Most startups close a round and leave millions sitting in a business chequing account for weeks — sometimes months. Your bank earns the float. You earn nothing. We fix that. Our founder, Marc-Antoine Delisle, built this service because he watched brilliant companies make million-dollar allocation decisions based on weekend spreadsheets while their brokers didn't even know their burn rate.

We just closed our round. What should happen to the capital?

Within the first week, we map your cash needs against your burn rate and deployment schedule. Six months of operating expenses go into highly liquid instruments — HISAs, money market. The next 6–12 months' spend goes into short-duration fixed income timed to your drawdown schedule. Only capital you genuinely won't touch for 18+ months gets anything beyond GICs and government bonds. This tiered approach is what we call a structured liquidity strategy — and it's the backbone of how we manage post-raise capital.
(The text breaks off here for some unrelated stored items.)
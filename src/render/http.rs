//! Static HTTP renderer
//!
//! Fetches listing pages with reqwest and scrapes them with scraper. Pages are
//! not executed, so only server-rendered markup or a JSON listing response is
//! visible to the extraction chain.

use crate::catalog::identity_from_url;
use crate::config::UserAgentConfig;
use crate::render::{
    RenderContext, RenderError, RenderedPage, Renderer, ResponsePredicate, ScrapedLink,
    WaitStrategy,
};
use async_trait::async_trait;
use reqwest::{redirect::Policy, Client};
use scraper::{ElementRef, Html, Selector};
use serde_json::Value;
use std::collections::HashSet;
use std::time::Duration;
use url::Url;

/// Attributes that carry an entry identity, in preference order
const IDENTITY_ATTRIBUTES: [&str; 3] = ["data-game-id", "data-place-id", "data-id"];

/// Attributes that carry an entry title, in preference order
const TITLE_ATTRIBUTES: [&str; 3] = ["data-title", "title", "aria-label"];

/// Builds an HTTP client with proper configuration
///
/// # Example
///
/// ```no_run
/// use catalog_sentinel::config::UserAgentConfig;
/// use catalog_sentinel::render::build_http_client;
///
/// let config = UserAgentConfig {
///     crawler_name: "CatalogSentinel".to_string(),
///     crawler_version: "0.1".to_string(),
///     contact_url: "https://example.com/about".to_string(),
///     contact_email: "ops@example.com".to_string(),
/// };
///
/// let client = build_http_client(&config).unwrap();
/// ```
pub fn build_http_client(config: &UserAgentConfig) -> Result<Client, reqwest::Error> {
    Client::builder()
        .user_agent(config.header_value())
        .connect_timeout(Duration::from_secs(10))
        .redirect(Policy::limited(10))
        .gzip(true)
        .brotli(true)
        .build()
}

/// Renderer handing out reqwest-backed contexts
#[derive(Debug, Clone)]
pub struct HttpRenderer {
    client: Client,
}

impl HttpRenderer {
    pub fn new(client: Client) -> Self {
        Self { client }
    }
}

#[async_trait]
impl Renderer for HttpRenderer {
    async fn acquire_context(&self) -> Result<Box<dyn RenderContext>, RenderError> {
        Ok(Box::new(HttpRenderContext {
            client: self.client.clone(),
            page: None,
            released: false,
        }))
    }
}

#[derive(Debug)]
struct LoadedPage {
    final_url: Url,
    content_type: String,
    body: String,
}

/// A context holds at most one loaded page
#[derive(Debug)]
struct HttpRenderContext {
    client: Client,
    page: Option<LoadedPage>,
    released: bool,
}

impl HttpRenderContext {
    fn loaded_page(&self) -> Result<&LoadedPage, RenderError> {
        if self.released {
            return Err(RenderError::Released);
        }
        self.page.as_ref().ok_or(RenderError::NoPage)
    }
}

#[async_trait]
impl RenderContext for HttpRenderContext {
    async fn render(
        &mut self,
        url: &Url,
        _wait: WaitStrategy,
        timeout: Duration,
    ) -> Result<RenderedPage, RenderError> {
        if self.released {
            return Err(RenderError::Released);
        }

        let map_err = |e: reqwest::Error| {
            if e.is_timeout() {
                RenderError::Timeout {
                    url: url.to_string(),
                }
            } else {
                RenderError::Http {
                    url: url.to_string(),
                    source: e,
                }
            }
        };

        let response = self
            .client
            .get(url.clone())
            .timeout(timeout)
            .send()
            .await
            .map_err(map_err)?;

        let status = response.status();
        if !status.is_success() {
            return Err(RenderError::Status {
                url: url.to_string(),
                status: status.as_u16(),
            });
        }

        let final_url = response.url().clone();
        let content_type = response
            .headers()
            .get("content-type")
            .and_then(|v| v.to_str().ok())
            .unwrap_or("")
            .to_string();
        let body = response.text().await.map_err(map_err)?;

        let title = if content_type.contains("html") {
            extract_title(&body)
        } else {
            None
        };

        tracing::trace!("Rendered {} ({} bytes, {})", final_url, body.len(), content_type);

        self.page = Some(LoadedPage {
            final_url: final_url.clone(),
            content_type,
            body,
        });

        Ok(RenderedPage { final_url, title })
    }

    async fn observe_json_response(
        &mut self,
        predicate: &ResponsePredicate,
        _timeout: Duration,
    ) -> Result<Option<Value>, RenderError> {
        // The whole response is already here, there is nothing to wait for
        let page = self.loaded_page()?;
        if !predicate.matches(page.final_url.as_str(), &page.content_type) {
            return Ok(None);
        }

        match serde_json::from_str(&page.body) {
            Ok(value) => Ok(Some(value)),
            Err(e) => {
                tracing::debug!("Payload at {} is not valid JSON: {}", page.final_url, e);
                Ok(None)
            }
        }
    }

    async fn extract_by_css(
        &mut self,
        selectors: &[String],
    ) -> Result<Vec<ScrapedLink>, RenderError> {
        let page = self.loaded_page()?;
        if !page.content_type.contains("html") {
            return Ok(Vec::new());
        }
        scrape_links(&page.body, selectors, &page.final_url)
    }

    async fn content(&mut self) -> Result<String, RenderError> {
        Ok(self.loaded_page()?.body.clone())
    }

    async fn release(&mut self) {
        self.page = None;
        self.released = true;
    }
}

/// Extracts the page title from an HTML document
fn extract_title(html: &str) -> Option<String> {
    let document = Html::parse_document(html);
    let selector = Selector::parse("title").ok()?;

    document
        .select(&selector)
        .next()
        .map(|element| element.text().collect::<String>().trim().to_string())
        .filter(|s| !s.is_empty())
}

/// Scrapes entry links matching any of `selectors`
///
/// A matched element contributes its own `href` or, failing that, the first
/// descendant anchor's. Links without an identity are skipped; each href is
/// reported once even when several selectors match it.
fn scrape_links(
    html: &str,
    selectors: &[String],
    base_url: &Url,
) -> Result<Vec<ScrapedLink>, RenderError> {
    let document = Html::parse_document(html);
    let anchor = Selector::parse("a[href]")
        .map_err(|e| RenderError::Selector(format!("a[href]: {:?}", e)))?;

    let mut links = Vec::new();
    let mut seen = HashSet::new();

    for raw in selectors {
        let selector = Selector::parse(raw)
            .map_err(|e| RenderError::Selector(format!("{}: {:?}", raw, e)))?;

        for element in document.select(&selector) {
            let Some(href) = element
                .value()
                .attr("href")
                .or_else(|| {
                    element
                        .select(&anchor)
                        .next()
                        .and_then(|a| a.value().attr("href"))
                })
                .map(str::trim)
                .filter(|href| !href.is_empty())
            else {
                continue;
            };

            let Ok(resolved) = base_url.join(href) else {
                continue;
            };

            let identity = IDENTITY_ATTRIBUTES
                .iter()
                .find_map(|attr| element.value().attr(attr))
                .map(str::to_string)
                .or_else(|| identity_from_url(&resolved, ""));
            let Some(identity) = identity else {
                continue;
            };

            if !seen.insert(resolved.to_string()) {
                continue;
            }

            links.push(ScrapedLink {
                identity,
                title: element_title(&element),
                href: href.to_string(),
            });
        }
    }

    Ok(links)
}

fn element_title(element: &ElementRef<'_>) -> String {
    TITLE_ATTRIBUTES
        .iter()
        .find_map(|attr| element.value().attr(attr))
        .map(|title| title.trim().to_string())
        .filter(|title| !title.is_empty())
        .unwrap_or_else(|| {
            element
                .text()
                .flat_map(str::split_whitespace)
                .collect::<Vec<_>>()
                .join(" ")
        })
}
//! Catalog types shared by the crawler, the store and the notifier
//!
//! # Components
//!
//! - `CatalogEntry`: one entry discovered on a listing page, before persistence
//! - `PersistedRecord`: the long-lived row the store keeps per logical entry
//! - `DedupResult` / `UpsertOutcome`: how an entry was classified by the store
//! - `CycleStats` / `CycleCounters`: per-cycle counters and progress position

mod entry;
mod stats;

pub use entry::{identity_from_url, CatalogEntry, DedupResult, PersistedRecord, UpsertOutcome};
pub use stats::{CycleCounters, CycleStats};
//! Dedup-aware upsert pipeline
//!
//! Each page batch is reconciled against the store concurrently. The width is
//! bounded by a semaphore shared by the whole cycle, so at most `concurrency`
//! store operations are in flight no matter how pages are batched.

use crate::catalog::{CatalogEntry, CycleCounters, UpsertOutcome};
use crate::config::DedupMode;
use crate::notify::Notifier;
use crate::storage::{CatalogStore, StoreResult};
use futures::future::join_all;
use std::sync::Arc;
use tokio::sync::Semaphore;
use tokio_util::sync::CancellationToken;

/// Reconciles entries with the store and announces new ones
pub struct UpsertPipeline {
    store: Arc<dyn CatalogStore>,
    notifier: Arc<Notifier>,
    semaphore: Arc<Semaphore>,
    mode: DedupMode,
}

impl UpsertPipeline {
    pub fn new(
        store: Arc<dyn CatalogStore>,
        notifier: Arc<Notifier>,
        concurrency: usize,
        mode: DedupMode,
    ) -> Self {
        Self {
            store,
            notifier,
            semaphore: Arc::new(Semaphore::new(concurrency.max(1))),
            mode,
        }
    }

    /// Processes one page batch, recording outcomes in `counters`
    ///
    /// Entries not yet started when `cancel` fires are left alone; entries
    /// already talking to the store run to completion. A store error is
    /// counted for its entry only.
    pub async fn process_batch(
        &self,
        entries: Vec<CatalogEntry>,
        counters: &CycleCounters,
        cancel: &CancellationToken,
    ) {
        counters.add_seen(entries.len() as u64);

        let tasks = entries
            .into_iter()
            .map(|entry| self.process_entry(entry, counters, cancel));
        join_all(tasks).await;
    }

    async fn process_entry(
        &self,
        entry: CatalogEntry,
        counters: &CycleCounters,
        cancel: &CancellationToken,
    ) {
        if cancel.is_cancelled() {
            return;
        }

        let Ok(permit) = self.semaphore.acquire().await else {
            return;
        };
        if cancel.is_cancelled() {
            return;
        }

        let outcome = self.reconcile(&entry).await;
        drop(permit);

        match outcome {
            Ok(outcome) => {
                counters.record(outcome);
                if outcome == UpsertOutcome::New {
                    tracing::info!("New entry: {} ({})", entry.title, entry.url);
                    self.notifier.notify_new(&entry).await;
                }
            }
            Err(e) => {
                tracing::warn!("Failed to store entry {}: {}", entry.url, e);
                counters.record_error();
            }
        }
    }

    async fn reconcile(&self, entry: &CatalogEntry) -> StoreResult<UpsertOutcome> {
        match self.mode {
            DedupMode::Status => {
                let result = self.store.upsert_with_status(entry).await?;
                Ok(UpsertOutcome::from(&result))
            }
            DedupMode::SkipKnownUrls => {
                if self.store.exists_by_url(&entry.url).await? {
                    return Ok(UpsertOutcome::Skipped);
                }
                let known = self.store.exists_by_identity(&entry.identity).await?;
                self.store.upsert_by_identity(entry).await?;
                if known {
                    Ok(UpsertOutcome::Updated)
                } else {
                    Ok(UpsertOutcome::New)
                }
            }
        }
    }
}
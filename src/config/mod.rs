//! Configuration module for Catalog-Sentinel
//!
//! This module handles loading, parsing, and validating TOML configuration files.
//!
//! # Example
//!
//! ```no_run
//! use catalog_sentinel::config::load_config;
//! use std::path::Path;
//!
//! let config = load_config(Path::new("sentinel.toml")).unwrap();
//! println!("Walking {} index keys", config.crawler.index_keys.len());
//! ```

mod parser;
mod types;
mod validation;

// Re-export types
pub use types::{
    default_index_keys, Config, CrawlerConfig, DedupMode, NotifyConfig, OutputConfig,
    SourceConfig, UserAgentConfig,
};

// Re-export parser functions
pub use parser::{compute_config_hash, load_config, load_config_with_hash};
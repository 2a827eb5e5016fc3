//! Statistics generation from the catalog database
//!
//! This module provides functionality for extracting and displaying
//! store statistics: how many records are kept and how recent cycles went.

use crate::storage::{CycleRecord, SqliteStore, StoreResult};

/// Store statistics summary
#[derive(Debug, Clone)]
pub struct StoreStatistics {
    /// Total number of persisted records
    pub total_records: u64,

    /// Most recent cycles, newest first
    pub recent_cycles: Vec<CycleRecord>,
}

/// Loads statistics from the store
///
/// # Arguments
///
/// * `store` - The store to query
/// * `cycle_limit` - How many recent cycles to include
pub fn load_statistics(store: &SqliteStore, cycle_limit: usize) -> StoreResult<StoreStatistics> {
    Ok(StoreStatistics {
        total_records: store.count_records()?,
        recent_cycles: store.recent_cycles(cycle_limit)?,
    })
}

/// Prints statistics to stdout in a formatted manner
pub fn print_statistics(stats: &StoreStatistics) {
    print!("{}", format_statistics(stats));
}

pub fn format_statistics(stats: &StoreStatistics) -> String {
    let mut out = String::from("=== Catalog Statistics ===\n\n");
    out.push_str(&format!("Records stored: {}\n\n", stats.total_records));

    if stats.recent_cycles.is_empty() {
        out.push_str("No crawl cycles recorded yet\n");
        return out;
    }

    out.push_str(&format!("Recent Cycles ({}):\n", stats.recent_cycles.len()));
    for cycle in &stats.recent_cycles {
        out.push_str(&format!(
            "  #{} {} [{}]: {} seen, {} new, {} updated, {} skipped, {} errors\n",
            cycle.id,
            cycle.started_at,
            cycle.status.to_db_string(),
            cycle.total_seen,
            cycle.new_count,
            cycle.updated_count,
            cycle.skipped_count,
            cycle.error_count
        ));
    }

    // Discovery rate over the listed cycles
    let new_total: u64 = stats.recent_cycles.iter().map(|c| c.new_count).sum();
    out.push_str(&format!(
        "\nNew entries across listed cycles: {}\n",
        new_total
    ));

    out
}
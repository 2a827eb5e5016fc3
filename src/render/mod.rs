//! Page rendering collaborator
//!
//! The crawl core never drives a browser directly. It asks a [`Renderer`] for
//! an isolated [`RenderContext`], renders one listing page in it, reads what it
//! needs (JSON payload, scraped entry links, raw markup) and releases it.
//!
//! [`HttpRenderer`] is a static implementation over reqwest: it does not run
//! scripts, but exposes a JSON listing response as the observed payload.

mod http;

pub use http::{build_http_client, HttpRenderer};

use async_trait::async_trait;
use serde_json::Value;
use std::time::Duration;
use thiserror::Error;
use url::Url;

/// Errors raised by a render context
#[derive(Debug, Error)]
pub enum RenderError {
    #[error("HTTP error for {url}: {source}")]
    Http {
        url: String,
        #[source]
        source: reqwest::Error,
    },

    #[error("Unexpected HTTP status {status} for {url}")]
    Status { url: String, status: u16 },

    #[error("Navigation to {url} timed out")]
    Timeout { url: String },

    #[error("Invalid CSS selector: {0}")]
    Selector(String),

    #[error("No page has been rendered in this context")]
    NoPage,

    #[error("Render context was already released")]
    Released,

    #[error("Renderer unavailable: {0}")]
    Unavailable(String),
}

/// When navigation counts as finished
#[derive(Debug, Clone, Copy, PartialEq, Eq)]
pub enum WaitStrategy {
    Load,
    DomContentLoaded,
    NetworkIdle,
}

/// Outcome of a navigation
#[derive(Debug, Clone, PartialEq, Eq)]
pub struct RenderedPage {
    /// URL after redirects
    pub final_url: Url,

    /// Document title, if any
    pub title: Option<String>,
}

/// An entry link scraped from rendered markup
#[derive(Debug, Clone, PartialEq, Eq)]
pub struct ScrapedLink {
    pub identity: String,
    pub title: String,
    /// As found in the page, possibly relative
    pub href: String,
}

/// Selects which network response carries the listing payload
#[derive(Debug, Clone, PartialEq, Eq)]
pub struct ResponsePredicate {
    url_fragment: String,
}

impl ResponsePredicate {
    /// Matches JSON responses whose URL contains `fragment`
    pub fn url_contains(fragment: impl Into<String>) -> Self {
        Self {
            url_fragment: fragment.into(),
        }
    }

    pub fn matches(&self, url: &str, content_type: &str) -> bool {
        url.contains(&self.url_fragment) && content_type.contains("json")
    }
}

/// Hands out isolated render contexts
#[async_trait]
pub trait Renderer: Send + Sync {
    async fn acquire_context(&self) -> Result<Box<dyn RenderContext>, RenderError>;
}

/// One isolated browsing context
///
/// `release` must be safe to call more than once and after any failure.
#[async_trait]
pub trait RenderContext: Send {
    /// Navigates to `url` and waits according to `wait`
    async fn render(
        &mut self,
        url: &Url,
        wait: WaitStrategy,
        timeout: Duration,
    ) -> Result<RenderedPage, RenderError>;

    /// Waits up to `timeout` for a JSON response matching `predicate`
    async fn observe_json_response(
        &mut self,
        predicate: &ResponsePredicate,
        timeout: Duration,
    ) -> Result<Option<Value>, RenderError>;

    /// Scrapes entry links matching any of `selectors`
    async fn extract_by_css(&mut self, selectors: &[String])
        -> Result<Vec<ScrapedLink>, RenderError>;

    /// Returns the rendered markup
    async fn content(&mut self) -> Result<String, RenderError>;

    /// Closes the context
    async fn release(&mut self);
}
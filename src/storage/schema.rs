//! Database schema definitions
//!
//! This module contains all SQL schema definitions for the Catalog-Sentinel database.

/// SQL schema for the database
pub const SCHEMA_SQL: &str = r#"
-- One row per logical catalog entry
CREATE TABLE IF NOT EXISTS entries (
    id INTEGER PRIMARY KEY AUTOINCREMENT,
    identity TEXT NOT NULL UNIQUE,
    title TEXT NOT NULL,
    url TEXT NOT NULL,
    concurrent_users INTEGER,
    created_at TEXT NOT NULL,
    updated_at TEXT NOT NULL
);

-- (title, url) is not unique: historical duplicates are tolerated
CREATE INDEX IF NOT EXISTS idx_entries_title_url ON entries(title, url);
CREATE INDEX IF NOT EXISTS idx_entries_url ON entries(url);

-- Finished crawl cycles
CREATE TABLE IF NOT EXISTS cycles (
    id INTEGER PRIMARY KEY AUTOINCREMENT,
    started_at TEXT NOT NULL,
    finished_at TEXT,
    status TEXT NOT NULL,
    total_seen INTEGER NOT NULL DEFAULT 0,
    new_count INTEGER NOT NULL DEFAULT 0,
    updated_count INTEGER NOT NULL DEFAULT 0,
    skipped_count INTEGER NOT NULL DEFAULT 0,
    error_count INTEGER NOT NULL DEFAULT 0,
    last_index_key TEXT,
    total_records INTEGER
);
"#;

/// Initializes the database schema
pub fn initialize_schema(conn: &rusqlite::Connection) -> Result<(), rusqlite::Error> {
    conn.execute_batch(SCHEMA_SQL)?;
    Ok(())
}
How often do you review it?

Monthly. Your financial picture shifts faster than a quarterly review can capture. A new hire, an accelerated timeline, an unexpected contract — any of these change the plan. Each review includes a written summary of portfolio positions, maturity schedule, and any recommended adjustments. You'll always know exactly where your capital sits and why.

What if we need cash on short notice?

That's what the liquidity ladder is for. We structure maturities so capital is always becoming available. Zero forced liquidations across every client since 2007. When Voxel Robotics accelerated their hiring plan by three months, they didn't break a single position — because the portfolio was already built for exactly that kind of shift.

What does this cost?

Our standard brokerage fee ranges from 0.45% to 0.85% annually based on account size and complexity. No front-end loads. No back-end loads. No trailer fees. For accounts under $500K, there's a minimum annual fee of $3,500. Full fee schedules are disclosed before you sign anything.

Deliverables include monthly market analysis briefs, term sheets for every instrument placed, risk assessment reports, and a custom maturity calendar tied to your operational cash flow projections.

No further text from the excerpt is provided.